Frente a esse crescente movimento, que traz à tona o resgate de questões que além de superadas considerávamos sem expressividade discursiva, urge a necessidade de trazê-los para  o centro  do debate acadêmico-científico. Isso nos chama a atenção para o  fato de que, mesmo falando do lugar da ciência, a escola não pode desconsiderar as demais forma de produção do conhecimento. Há que se debater desse lugar em que a escola se encontra, os vários modos de produção do conhecimento e de como esses têm impactado a vida em sociedade e a relação com o próprio planeta.

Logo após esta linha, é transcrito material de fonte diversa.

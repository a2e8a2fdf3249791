//! Typed operations over the REST endpoints, one module per resource.
//!
//! Each module adds an `impl ApiClient` block. Responses are decoded into
//! the loose wire shapes from `conversions` and returned as canonical types.

mod auth;
mod catalog;
mod content;
mod dashboard;
mod orders;
mod products;
mod reviews;
mod users;

use serde::de::DeserializeOwned;

use crate::client::ApiClient;
use crate::conversions::convert_list;
use crate::error::ApiError;
use crate::request::ApiRequest;

impl ApiClient {
    /// Send `request` and convert a single-object response.
    async fn fetch_one<W, T>(
        &self,
        request: ApiRequest,
        convert: impl FnOnce(W) -> T,
    ) -> Result<T, ApiError>
    where
        W: DeserializeOwned,
    {
        let value = self.request_json(request).await?;
        let wire = serde_json::from_value::<W>(value)?;
        Ok(convert(wire))
    }

    /// Send `request` and convert every usable element of a list response.
    async fn fetch_list<W, T>(
        &self,
        request: ApiRequest,
        what: &'static str,
        convert: impl Fn(W) -> T,
    ) -> Result<Vec<T>, ApiError>
    where
        W: DeserializeOwned,
    {
        let value = self.request_json(request).await?;
        convert_list(value, what, convert)
    }
}

/// Percent-encode one path segment.
fn segment(raw: &str) -> String {
    url::form_urlencoded::byte_serialize(raw.as_bytes())
        .collect::<String>()
        .replace('+', "%20")
}

/// `path?k=v&...`, or just `path` when there are no pairs.
fn with_query<'a>(path: &str, pairs: impl IntoIterator<Item = (&'a str, &'a str)>) -> String {
    let mut query = url::form_urlencoded::Serializer::new(String::new());
    let mut any = false;
    for (key, value) in pairs {
        query.append_pair(key, value);
        any = true;
    }
    if any {
        format!("{path}?{}", query.finish())
    } else {
        path.to_string()
    }
}
//! Resource methods: paths, query strings, bodies and response normalization.

#![allow(clippy::unwrap_used)]

use rust_decimal::Decimal;
use serde_json::json;
use shopfront_client::{
    ApiError, ContactForm, NewOrder, NewOrderItem, OrderStatusUpdate, PaymentVerification,
    ProductQuery, SocialLinks,
};
use shopfront_core::{DeliveryStatus, PaymentStatus, ProductId};
use shopfront_integration_tests::{anonymous_client, signed_in_client};
use wiremock::matchers::{body_json, method, path, query_param};
use wiremock::{Mock, MockServer, ResponseTemplate};

#[tokio::test]
async fn test_product_filters_become_query_parameters() {
    let server = MockServer::start().await;
    Mock::given(method("GET"))
        .and(path("/api/products"))
        .and(query_param("search", "face wash"))
        .and(query_param("category", "Skin Care"))
        .and(query_param("featured", "true"))
        .respond_with(ResponseTemplate::new(200).set_body_json(json!([
            {
                "id": "p1",
                "name": "Neem Face Wash",
                "price": 249,
                "average_rating": "4.5",
                "review_count": 18,
                "image_path": "neem.png",
                "options": "[{\"label\":\"100 ml\",\"price\":249},{\"label\":\"200 ml\",\"price\":449,\"stock\":0}]"
            },
            "not a product",
            {"name": "No id"}
        ])))
        .expect(1)
        .mount(&server)
        .await;

    let client = anonymous_client(&server);
    let query = ProductQuery {
        search: Some("face wash".to_string()),
        category: Some("Skin Care".to_string()),
        sort: Some("  ".to_string()),
        featured: true,
    };
    let products = client.products(&query).await.unwrap();

    // Malformed elements are skipped, not fatal.
    assert_eq!(products.len(), 1);
    let product = products.first().unwrap();
    assert_eq!(product.reviews_count, 18);
    assert!((product.rating - 4.5).abs() < f64::EPSILON);
    assert_eq!(product.variants.len(), 2);
    assert!(!product.variant("200 ml").unwrap().is_selectable());
    assert_eq!(
        product.effective_price(Some("200 ml")).amount,
        Decimal::from(449)
    );
    assert_eq!(
        client.image_url(product.image.as_deref().unwrap()),
        format!("{}/uploads/neem.png", server.uri())
    );
}

#[tokio::test]
async fn test_track_order_encodes_email_and_normalizes_order() {
    let server = MockServer::start().await;
    Mock::given(method("GET"))
        .and(path("/api/orders/track"))
        .and(query_param("orderId", "1017"))
        .and(query_param("email", "asha+shop@example.in"))
        .respond_with(ResponseTemplate::new(200).set_body_json(json!({
            "id": 1017,
            "total_amount": "648.00",
            "payment_status": "PAID",
            "delivery_status": "Out for delivery",
            "created_at": "2024-03-02 10:15:00",
            "OrderItems": [
                {"quantity": 2, "price": "199.50", "Product": {"name": "Aloe Gel"}},
                {"quantity": 1, "unit_price": 249, "subtotal": 249, "product_name": "Neem Face Wash"}
            ],
            "ShippingAddress": "{\"flat_house_no\":\"12\",\"area_street\":\"MG Road\",\"city\":\"Pune\",\"pincode\":411001}"
        })))
        .expect(1)
        .mount(&server)
        .await;

    let order = anonymous_client(&server)
        .track_order(&"1017".into(), "asha+shop@example.in")
        .await
        .unwrap();

    assert_eq!(order.delivery_status, DeliveryStatus::OutForDelivery);
    assert_eq!(order.delivery_status.tracking_step(), 3);
    assert_eq!(order.payment_status, PaymentStatus::Paid);
    assert!(order.created_at.is_some());
    assert_eq!(order.item_count(), 3);
    assert_eq!(order.items_total().amount, Decimal::from(648));
    assert_eq!(order.summary(1), "Aloe Gel +1 more");

    let address = order.shipping_address.unwrap();
    assert_eq!(address.city.as_deref(), Some("Pune"));
    assert_eq!(address.pincode.as_deref(), Some("411001"));
}

#[tokio::test]
async fn test_create_order_sends_numeric_amounts() {
    let server = MockServer::start().await;
    Mock::given(method("POST"))
        .and(path("/api/orders"))
        .and(body_json(json!({
            "items": [{"product_id": "p1", "quantity": 2, "price": 199.5}],
            "total_amount": 399.0,
            "razorpay_order_id": "order_X"
        })))
        .respond_with(ResponseTemplate::new(201).set_body_json(json!({
            "id": 55, "total_amount": 399, "status": "pending"
        })))
        .expect(1)
        .mount(&server)
        .await;

    let client = signed_in_client(&server, "T1", Some("R1"));
    let order = client
        .create_order(&NewOrder {
            items: vec![NewOrderItem {
                product_id: ProductId::new("p1"),
                quantity: 2,
                price: Decimal::new(1995, 1),
                variant_label: None,
            }],
            total_amount: Decimal::from(399),
            shipping_address: None,
            razorpay_order_id: Some("order_X".to_string()),
            razorpay_payment_id: None,
        })
        .await
        .unwrap();

    assert_eq!(order.id.as_str(), "55");
    assert_eq!(order.delivery_status, DeliveryStatus::Pending);
}

#[tokio::test]
async fn test_update_order_status_body() {
    let server = MockServer::start().await;
    Mock::given(method("PUT"))
        .and(path("/api/orders/55/status"))
        .and(body_json(json!({"delivery_status": "shipped"})))
        .respond_with(ResponseTemplate::new(200).set_body_json(json!({
            "id": 55, "total_amount": 399, "status": "shipped", "payment_status": "paid"
        })))
        .expect(1)
        .mount(&server)
        .await;

    let client = signed_in_client(&server, "T1", Some("R1"));
    let order = client
        .update_order_status(
            &"55".into(),
            &OrderStatusUpdate {
                delivery_status: Some(DeliveryStatus::Shipped),
                payment_status: None,
            },
        )
        .await
        .unwrap();
    assert_eq!(order.delivery_status, DeliveryStatus::Shipped);
}

#[tokio::test]
async fn test_wishlist_round() {
    let server = MockServer::start().await;
    Mock::given(method("GET"))
        .and(path("/api/wishlist"))
        .respond_with(ResponseTemplate::new(200).set_body_json(json!([
            {"id": 1, "product_id": 9, "Product": {"id": 9, "name": "Aloe Gel", "price": 199}},
            {"id": 10, "name": "Rose Toner", "price": 299},
            {"note": "orphan"}
        ])))
        .expect(1)
        .mount(&server)
        .await;
    Mock::given(method("POST"))
        .and(path("/api/wishlist"))
        .and(body_json(json!({"product_id": "10"})))
        .respond_with(ResponseTemplate::new(201).set_body_json(json!({"id": 2, "product_id": 10})))
        .expect(1)
        .mount(&server)
        .await;
    Mock::given(method("GET"))
        .and(path("/api/wishlist/check/10"))
        .respond_with(ResponseTemplate::new(200).set_body_json(json!({"inWishlist": true})))
        .expect(1)
        .mount(&server)
        .await;
    Mock::given(method("DELETE"))
        .and(path("/api/wishlist/10"))
        .respond_with(ResponseTemplate::new(200).set_body_json(json!({"message": "Removed"})))
        .expect(1)
        .mount(&server)
        .await;

    let client = signed_in_client(&server, "T1", Some("R1"));
    let items = client.wishlist().await.unwrap();
    let ids: Vec<&str> = items.iter().map(|i| i.product_id.as_str()).collect();
    assert_eq!(ids, vec!["9", "10"]);

    let rose = ProductId::new("10");
    let added = client.add_to_wishlist(&rose).await.unwrap();
    assert_eq!(added.product_id, rose);
    assert!(client.is_in_wishlist(&rose).await.unwrap());
    assert_eq!(client.remove_from_wishlist(&rose).await.unwrap().message, "Removed");
}

#[tokio::test]
async fn test_settings_and_pages() {
    let server = MockServer::start().await;
    Mock::given(method("GET"))
        .and(path("/api/settings/social_links"))
        .respond_with(ResponseTemplate::new(200).set_body_json(json!({
            "key": "social_links",
            "value": {"instagram": "https://instagram.com/shop"}
        })))
        .expect(1)
        .mount(&server)
        .await;
    Mock::given(method("PUT"))
        .and(path("/api/settings/social_links"))
        .and(body_json(json!({"value": {"youtube": "https://youtube.com/@shop"}})))
        .respond_with(ResponseTemplate::new(200).set_body_json(json!({
            "key": "social_links",
            "value": {"youtube": "https://youtube.com/@shop"}
        })))
        .expect(1)
        .mount(&server)
        .await;
    Mock::given(method("PUT"))
        .and(path("/api/pages/privacy-policy"))
        .and(body_json(json!({"title": "Privacy", "content": "<p>We care.</p>"})))
        .respond_with(ResponseTemplate::new(200).set_body_json(json!({
            "id": 3, "slug": "privacy-policy", "title": "Privacy",
            "content": "<p>We care.</p>", "updatedAt": "2024-05-01T09:00:00.000Z"
        })))
        .expect(1)
        .mount(&server)
        .await;

    let client = signed_in_client(&server, "T1", Some("R1"));
    let links = client.social_links().await.unwrap();
    assert_eq!(links.instagram.as_deref(), Some("https://instagram.com/shop"));
    assert!(links.facebook.is_none());

    let updated = client
        .update_social_links(&SocialLinks {
            youtube: Some("https://youtube.com/@shop".to_string()),
            ..SocialLinks::default()
        })
        .await
        .unwrap();
    assert!(updated.youtube.is_some());

    let page = client
        .update_page("privacy-policy", "Privacy", "<p>We care.</p>")
        .await
        .unwrap();
    assert_eq!(page.slug, "privacy-policy");
    assert!(page.updated_at.is_some());
}

#[tokio::test]
async fn test_payment_and_contact() {
    let server = MockServer::start().await;
    Mock::given(method("POST"))
        .and(path("/api/payment/create-order"))
        .and(body_json(json!({"amount": 648.5})))
        .respond_with(ResponseTemplate::new(200).set_body_json(json!({
            "id": "order_ABC", "amount": 64850, "currency": "INR"
        })))
        .expect(1)
        .mount(&server)
        .await;
    Mock::given(method("POST"))
        .and(path("/api/payment/verify"))
        .respond_with(ResponseTemplate::new(200).set_body_json(json!({
            "status": "success", "message": "Payment verified"
        })))
        .expect(1)
        .mount(&server)
        .await;
    Mock::given(method("POST"))
        .and(path("/api/contact"))
        .and(body_json(json!({"name": "Ravi", "email": "ravi@example.in", "message": "Hello"})))
        .respond_with(ResponseTemplate::new(201).set_body_json(json!({"message": "Thanks!"})))
        .expect(1)
        .mount(&server)
        .await;

    let client = signed_in_client(&server, "T1", Some("R1"));
    let gateway = client
        .create_payment_order(Decimal::new(6485, 1))
        .await
        .unwrap();
    assert_eq!(gateway.amount, 64_850);

    let verified = client
        .verify_payment(&PaymentVerification {
            razorpay_order_id: gateway.id,
            razorpay_payment_id: "pay_1".to_string(),
            razorpay_signature: "sig".to_string(),
        })
        .await
        .unwrap();
    assert!(verified.is_success());

    let reply = client
        .submit_contact(&ContactForm {
            name: "Ravi".to_string(),
            email: "ravi@example.in".to_string(),
            message: "Hello".to_string(),
        })
        .await
        .unwrap();
    assert_eq!(reply.message, "Thanks!");
}

#[tokio::test]
async fn test_catalog_lists_and_featured_reviews() {
    let server = MockServer::start().await;
    Mock::given(method("GET"))
        .and(path("/api/categories/from-products"))
        .respond_with(ResponseTemplate::new(200).set_body_json(json!(["Skin Care", "", 7, "Hair Care"])))
        .expect(1)
        .mount(&server)
        .await;
    Mock::given(method("GET"))
        .and(path("/api/reviews/featured"))
        .and(query_param("limit", "2"))
        .respond_with(ResponseTemplate::new(200).set_body_json(json!([
            {"id": 1, "rating": 5, "comment": "Great", "name": "Meera"},
            {"id": 2, "rating": "3.6", "comment": "Okay"}
        ])))
        .expect(1)
        .mount(&server)
        .await;
    Mock::given(method("DELETE"))
        .and(path("/api/banners/b%201"))
        .respond_with(ResponseTemplate::new(200).set_body_json(json!({"message": "Banner deleted"})))
        .expect(1)
        .mount(&server)
        .await;

    let client = signed_in_client(&server, "T1", Some("R1"));
    assert_eq!(
        client.categories_from_products().await.unwrap(),
        vec!["Skin Care".to_string(), "Hair Care".to_string()]
    );

    let reviews = client.featured_reviews(Some(2)).await.unwrap();
    let ratings: Vec<u8> = reviews.iter().map(|r| r.rating).collect();
    assert_eq!(ratings, vec![5, 3]);
    assert_eq!(reviews.last().unwrap().user_name, "Customer");

    let deleted = client.delete_banner(&"b 1".into()).await.unwrap();
    assert_eq!(deleted.message, "Banner deleted");
}

#[tokio::test]
async fn test_object_body_for_a_list_is_a_decode_error() {
    let server = MockServer::start().await;
    Mock::given(method("GET"))
        .and(path("/api/products"))
        .respond_with(ResponseTemplate::new(200).set_body_json(json!({"message": "maintenance"})))
        .expect(1)
        .mount(&server)
        .await;
    Mock::given(method("GET"))
        .and(path("/api/wishlist"))
        .respond_with(ResponseTemplate::new(200).set_body_json(json!({"items": []})))
        .expect(1)
        .mount(&server)
        .await;

    let client = signed_in_client(&server, "T1", Some("R1"));

    let err = client.products(&ProductQuery::default()).await.unwrap_err();
    assert!(matches!(&err, ApiError::Decode(msg) if msg.contains("object")));
    assert_eq!(err.status(), None);

    let err = client.wishlist().await.unwrap_err();
    assert!(matches!(err, ApiError::Decode(_)));
}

A escola precisa discutir a produção de ideias por meio do senso comum. É necessário não cair na armadilha de imaginar que o conhecimento formal é consensual. É mister compreender como os conhecimentos espontâneos são produzidos e atuam sobre os sujeitos e mais ainda como são difundidos e utilizados como instrumento e produção de verdade e de poder.

Da mesma maneira, a escola necessita estudar a produção dos saberes religiosos para entender como os fenômenos sociorreligiosos constituem as consciências e impõem modos de vida. Esse diálogo com outras formas de produção de conhecimento não fragiliza aquilo que alcançamos por meio do acervo cultural e científico legado pela humanidade. Ao contrário disso, será mais um ganho no sentido de compreender a complexidade da construção de saberes  de diversas matrizes e a reafirmação do caráter político que  envolve toda e qualquer produção de conhecimento.

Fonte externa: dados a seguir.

//! Type-safe price representation using decimal arithmetic.

use core::fmt;

use rust_decimal::{Decimal, RoundingStrategy};
use serde::{Deserialize, Serialize};

/// A price with currency information.
///
/// The shop API reports bare amounts; the currency comes from store
/// configuration and defaults to Indian rupees, the currency the payment
/// gateway settles in.
#[derive(Debug, Clone, Copy, PartialEq, Eq, Serialize, Deserialize)]
pub struct Price {
    /// Amount in the currency's standard unit (e.g., rupees, not paise).
    pub amount: Decimal,
    /// ISO 4217 currency code.
    pub currency_code: CurrencyCode,
}

impl Price {
    /// Create a new price.
    #[must_use]
    pub const fn new(amount: Decimal, currency_code: CurrencyCode) -> Self {
        Self {
            amount,
            currency_code,
        }
    }

    /// Create a price in the default currency.
    #[must_use]
    pub fn from_amount(amount: Decimal) -> Self {
        Self::new(amount, CurrencyCode::default())
    }

    /// Create a price from an amount in the currency's minor unit (paise, cents).
    #[must_use]
    pub fn from_minor_units(minor: i64, currency_code: CurrencyCode) -> Self {
        Self::new(Decimal::new(minor, 2), currency_code)
    }

    /// Amount in minor units, rounded half-away-from-zero.
    ///
    /// Payment gateways take integer paise, so order creation goes through this.
    #[must_use]
    pub fn to_minor_units(&self) -> Option<i64> {
        use rust_decimal::prelude::ToPrimitive;

        (self.amount * Decimal::ONE_HUNDRED)
            .round_dp_with_strategy(0, RoundingStrategy::MidpointAwayFromZero)
            .to_i64()
    }
}

impl fmt::Display for Price {
    fn fmt(&self, f: &mut fmt::Formatter<'_>) -> fmt::Result {
        write!(
            f,
            "{}{:.2}",
            self.currency_code.symbol(),
            self.amount
                .round_dp_with_strategy(2, RoundingStrategy::MidpointAwayFromZero)
        )
    }
}

/// ISO 4217 currency codes.
#[derive(Debug, Clone, Copy, PartialEq, Eq, Hash, Serialize, Deserialize, Default)]
pub enum CurrencyCode {
    #[default]
    INR,
    USD,
    EUR,
    GBP,
}

impl CurrencyCode {
    /// Display symbol for the currency.
    #[must_use]
    pub const fn symbol(&self) -> &'static str {
        match self {
            Self::INR => "₹",
            Self::USD => "$",
            Self::EUR => "€",
            Self::GBP => "£",
        }
    }

    /// Three-letter ISO code.
    #[must_use]
    pub const fn code(&self) -> &'static str {
        match self {
            Self::INR => "INR",
            Self::USD => "USD",
            Self::EUR => "EUR",
            Self::GBP => "GBP",
        }
    }
}

impl std::str::FromStr for CurrencyCode {
    type Err = String;

    fn from_str(s: &str) -> Result<Self, Self::Err> {
        match s.trim().to_ascii_uppercase().as_str() {
            "INR" => Ok(Self::INR),
            "USD" => Ok(Self::USD),
            "EUR" => Ok(Self::EUR),
            "GBP" => Ok(Self::GBP),
            other => Err(format!("unsupported currency: {other}")),
        }
    }
}
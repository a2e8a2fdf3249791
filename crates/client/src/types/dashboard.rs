//! Admin dashboard types.

use rust_decimal::Decimal;
use serde::{Deserialize, Serialize};
use shopfront_core::Price;

use super::order::Order;

/// Headline figures for the admin dashboard.
#[derive(Debug, Clone, PartialEq, Serialize, Deserialize)]
pub struct DashboardStats {
    pub total_orders: u64,
    pub total_products: u64,
    pub total_users: u64,
    pub total_sales: Price,
    pub recent_orders: Vec<Order>,
    pub top_products: Vec<TopProduct>,
}

/// A best-selling product.
#[derive(Debug, Clone, PartialEq, Eq, Serialize, Deserialize)]
pub struct TopProduct {
    pub name: String,
    pub price: Price,
    pub total_sold: u64,
}

/// One bucket of the sales chart.
#[derive(Debug, Clone, PartialEq, Eq, Serialize, Deserialize)]
pub struct SalesChartPoint {
    /// Axis label, e.g. "Mon" or "Jan".
    pub label: String,
    pub orders: u64,
    pub revenue: Decimal,
}

/// Daily and monthly sales series.
#[derive(Debug, Clone, Default, PartialEq, Eq, Serialize, Deserialize)]
pub struct SalesChart {
    pub daily: Vec<SalesChartPoint>,
    pub monthly: Vec<SalesChartPoint>,
}

impl SalesChart {
    /// The series for the requested granularity.
    #[must_use]
    pub fn series(&self, monthly: bool) -> &[SalesChartPoint] {
        if monthly { &self.monthly } else { &self.daily }
    }

    /// Revenue summed over a series.
    #[must_use]
    pub fn total_revenue(&self, monthly: bool) -> Decimal {
        self.series(monthly).iter().map(|p| p.revenue).sum()
    }
}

O vírus do embrutecimento e da deterioração intelectual tem caminhado a passos largos juntamente com a crise pandêmica. Portanto, é urgente a produção de uma vacina cognitiva anti-negacionista por meio da disponibilização de instrumentos de análises que funcionem como anticorpos para que o sujeito possa se relacionar com a realidade de modo a superar os limites da captação mera sensorial. Os mecanismos de defesa acionados por essa vacina irão instrumentalizar os indivíduos para a utilização do senso crítico e, sobretudo, para uma ação transformadora. É improrrogável e imperativo que os espaços educativos exerçam seu papel político e disponibilizem conceitos e teorias comprometidos com a transformação social. É improtelável uma formação que aponte para  uma nova sociabilidade e a superação do paradigma imposto pelo modelo socioeconômico vigente.

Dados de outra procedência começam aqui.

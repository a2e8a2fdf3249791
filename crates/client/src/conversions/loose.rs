//! Lenient scalar wrappers for wire structs.
//!
//! The API is not consistent about scalar encodings: amounts arrive as JSON
//! numbers or decimal strings, flags as booleans or `0`/`1`, timestamps
//! under either casing. Each wrapper here deserializes any of those shapes
//! and never fails; a value it cannot interpret becomes `None`.

use chrono::{DateTime, NaiveDate, NaiveDateTime, Utc};
use rust_decimal::Decimal;
use rust_decimal::prelude::ToPrimitive;
use serde::{Deserialize, Deserializer};
use serde_json::Value;

/// A number or numeric string.
#[derive(Debug, Clone, Copy, Default, PartialEq, Eq)]
pub struct Amount(pub Option<Decimal>);

impl Amount {
    /// The value, treating zero as missing.
    pub fn nonzero(self) -> Option<Decimal> {
        self.0.filter(|d| !d.is_zero())
    }

    pub fn or_zero(self) -> Decimal {
        self.0.unwrap_or(Decimal::ZERO)
    }
}

impl<'de> Deserialize<'de> for Amount {
    fn deserialize<D: Deserializer<'de>>(deserializer: D) -> Result<Self, D::Error> {
        Ok(Self(decimal_of(&Value::deserialize(deserializer)?)))
    }
}

/// An integer count; fractional values truncate.
#[derive(Debug, Clone, Copy, Default, PartialEq, Eq)]
pub struct Count(pub Option<i64>);

impl<'de> Deserialize<'de> for Count {
    fn deserialize<D: Deserializer<'de>>(deserializer: D) -> Result<Self, D::Error> {
        let value = Value::deserialize(deserializer)?;
        Ok(Self(decimal_of(&value).and_then(|d| d.trunc().to_i64())))
    }
}

/// A non-empty string. Numbers are rendered as text.
#[derive(Debug, Clone, Default, PartialEq, Eq)]
pub struct Text(pub Option<String>);

impl Text {
    pub fn or(self, other: Self) -> Self {
        if self.0.is_some() { self } else { other }
    }
}

impl<'de> Deserialize<'de> for Text {
    fn deserialize<D: Deserializer<'de>>(deserializer: D) -> Result<Self, D::Error> {
        let text = match Value::deserialize(deserializer)? {
            Value::String(s) => Some(s.trim().to_string()).filter(|s| !s.is_empty()),
            Value::Number(n) => Some(n.to_string()),
            _ => None,
        };
        Ok(Self(text))
    }
}

/// A boolean, `0`/`1`, or `"true"`/`"false"`.
#[derive(Debug, Clone, Copy, Default, PartialEq, Eq)]
pub struct Flag(pub Option<bool>);

impl<'de> Deserialize<'de> for Flag {
    fn deserialize<D: Deserializer<'de>>(deserializer: D) -> Result<Self, D::Error> {
        let flag = match Value::deserialize(deserializer)? {
            Value::Bool(b) => Some(b),
            Value::Number(n) => n.as_i64().map(|n| n != 0),
            Value::String(s) => match s.trim().to_ascii_lowercase().as_str() {
                "true" | "1" | "yes" => Some(true),
                "false" | "0" | "no" => Some(false),
                _ => None,
            },
            _ => None,
        };
        Ok(Self(flag))
    }
}

/// An RFC 3339 timestamp, a naive `YYYY-MM-DD HH:MM:SS` (taken as UTC), or a bare date.
#[derive(Debug, Clone, Copy, Default, PartialEq, Eq)]
pub struct Timestamp(pub Option<DateTime<Utc>>);

impl Timestamp {
    pub const fn or(self, other: Self) -> Self {
        if self.0.is_some() { self } else { other }
    }
}

impl<'de> Deserialize<'de> for Timestamp {
    fn deserialize<D: Deserializer<'de>>(deserializer: D) -> Result<Self, D::Error> {
        let parsed = match Value::deserialize(deserializer)? {
            Value::String(s) => parse_timestamp(s.trim()),
            _ => None,
        };
        Ok(Self(parsed))
    }
}

/// A list that may arrive as an array, a JSON-encoded string, or a
/// comma-separated string.
#[derive(Debug, Clone, Default, PartialEq, Eq)]
pub struct StringList(pub Vec<String>);

impl<'de> Deserialize<'de> for StringList {
    fn deserialize<D: Deserializer<'de>>(deserializer: D) -> Result<Self, D::Error> {
        Ok(Self(string_list_of(Value::deserialize(deserializer)?)))
    }
}

fn string_list_of(value: Value) -> Vec<String> {
    match value {
        Value::Array(items) => items
            .into_iter()
            .filter_map(|item| match item {
                Value::String(s) => Some(s.trim().to_string()).filter(|s| !s.is_empty()),
                Value::Number(n) => Some(n.to_string()),
                _ => None,
            })
            .collect(),
        Value::String(s) if s.trim_start().starts_with('[') => serde_json::from_str(&s)
            .map(string_list_of)
            .unwrap_or_default(),
        Value::String(s) => s
            .split(',')
            .map(str::trim)
            .filter(|s| !s.is_empty())
            .map(str::to_owned)
            .collect(),
        _ => Vec::new(),
    }
}

/// Interpret a JSON value as a decimal.
pub fn decimal_of(value: &Value) -> Option<Decimal> {
    match value {
        Value::Number(n) => {
            if let Some(i) = n.as_i64() {
                Some(Decimal::from(i))
            } else {
                n.as_f64().and_then(|f| Decimal::try_from(f).ok())
            }
        }
        Value::String(s) => s.trim().parse().ok(),
        _ => None,
    }
}

fn parse_timestamp(s: &str) -> Option<DateTime<Utc>> {
    if s.is_empty() {
        return None;
    }
    if let Ok(dt) = DateTime::parse_from_rfc3339(s) {
        return Some(dt.with_timezone(&Utc));
    }
    if let Ok(naive) = NaiveDateTime::parse_from_str(s, "%Y-%m-%d %H:%M:%S%.f") {
        return Some(naive.and_utc());
    }
    NaiveDate::parse_from_str(s, "%Y-%m-%d")
        .ok()
        .and_then(|d| d.and_hms_opt(0, 0, 0))
        .map(|naive| naive.and_utc())
}

#[cfg(test)]
#[allow(clippy::unwrap_used)]
mod tests {
    use super::*;

    #[derive(Deserialize)]
    struct Sample {
        #[serde(default)]
        amount: Amount,
        #[serde(default)]
        count: Count,
        #[serde(default)]
        text: Text,
        #[serde(default)]
        flag: Flag,
        #[serde(default)]
        at: Timestamp,
        #[serde(default)]
        list: StringList,
    }

    fn sample(json: &str) -> Sample {
        serde_json::from_str(json).unwrap()
    }

    #[test]
    fn test_amount_accepts_numbers_and_strings() {
        assert_eq!(sample(r#"{"amount": 499}"#).amount.0, Some(Decimal::new(499, 0)));
        assert_eq!(sample(r#"{"amount": "499.50"}"#).amount.0, Some(Decimal::new(49950, 2)));
        assert_eq!(sample(r#"{"amount": 12.5}"#).amount.0, Some(Decimal::new(125, 1)));
        assert_eq!(sample(r#"{"amount": null}"#).amount.0, None);
        assert_eq!(sample(r#"{"amount": "n/a"}"#).amount.0, None);
        assert_eq!(sample(r#"{"amount": 0}"#).amount.nonzero(), None);
        assert_eq!(sample("{}").amount.or_zero(), Decimal::ZERO);
    }

    #[test]
    fn test_count_truncates() {
        assert_eq!(sample(r#"{"count": "3"}"#).count.0, Some(3));
        assert_eq!(sample(r#"{"count": 2.9}"#).count.0, Some(2));
        assert_eq!(sample(r#"{"count": true}"#).count.0, None);
    }

    #[test]
    fn test_text_blank_is_missing() {
        assert_eq!(sample(r#"{"text": "  "}"#).text.0, None);
        assert_eq!(sample(r#"{"text": 42}"#).text.0.as_deref(), Some("42"));
        assert_eq!(
            Text(None).or(Text(Some("b".to_string()))).0.as_deref(),
            Some("b")
        );
    }

    #[test]
    fn test_flag_shapes() {
        assert_eq!(sample(r#"{"flag": 1}"#).flag.0, Some(true));
        assert_eq!(sample(r#"{"flag": "false"}"#).flag.0, Some(false));
        assert_eq!(sample(r#"{"flag": "maybe"}"#).flag.0, None);
    }

    #[test]
    fn test_timestamp_shapes() {
        let rfc = sample(r#"{"at": "2024-03-05T10:15:00.000Z"}"#).at.0.unwrap();
        assert_eq!(rfc.to_rfc3339(), "2024-03-05T10:15:00+00:00");

        let naive = sample(r#"{"at": "2024-03-05 10:15:00"}"#).at.0.unwrap();
        assert_eq!(naive, rfc);

        assert!(sample(r#"{"at": "2024-03-05"}"#).at.0.is_some());
        assert!(sample(r#"{"at": "yesterday"}"#).at.0.is_none());
    }

    #[test]
    fn test_string_list_shapes() {
        assert_eq!(sample(r#"{"list": ["a", " b ", ""]}"#).list.0, vec!["a", "b"]);
        assert_eq!(sample(r#"{"list": "[\"x\",\"y\"]"}"#).list.0, vec!["x", "y"]);
        assert_eq!(sample(r#"{"list": "aloe, neem"}"#).list.0, vec!["aloe", "neem"]);
        assert!(sample(r#"{"list": null}"#).list.0.is_empty());
    }
}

[1] Compreende-se por conhecimentos sistematizados os saberes que possuem caráter formal ou escolar. Ou seja, aqueles que consideram o caráter científico do conhecimento, possuem linguagem específica e são transmitidos de modo a considerar processos didáticos e metodológicos.

*Prof. Dr. Ângelo Oliveira-IFCE/Campus Quixadá
Área: Currículo e estudos aplicados ao ensino e aprendizagem

“Bond of Union” de M.C. Escher, 1956 (Museu Herakleidon, Atenas)

Comments (1)

  1. Um ponto em que me chama bastante atenção diante dessa importante reflexão levantada, ela que é muito importância e necessária à nossa sociedade atual, pois vem refletir sobre processos voltados à educação, em relação ao seu papel na sociedade, onde ela é essa “grande arma transformadora na sociedade”, tanto em casa, como também no mundo. Por ser um tema muito atual, ou seja, em seus diversos aspectos sócio-culturais, entre outros. Porque, a educação contribui tanto na missão de formar tais homens e mulheres em cidadãos do bem, como em realizar a sua transmissão de conhecimentos e saberes. Sendo assim, é impressionante como as formas características dessas “Narrativas Negacionistas” tendem a se apresentar com suas teorias, mecanismos, formas antipoliticas, neutras, além de como ela vem se comporta na sociedade, com a sua não abertura ao debate e ao diálogo com os diversos conhecimentos ou saberes acadêmicos e científicos, com a sociedade em geral, para que assim todos tenham bem estar social, etc.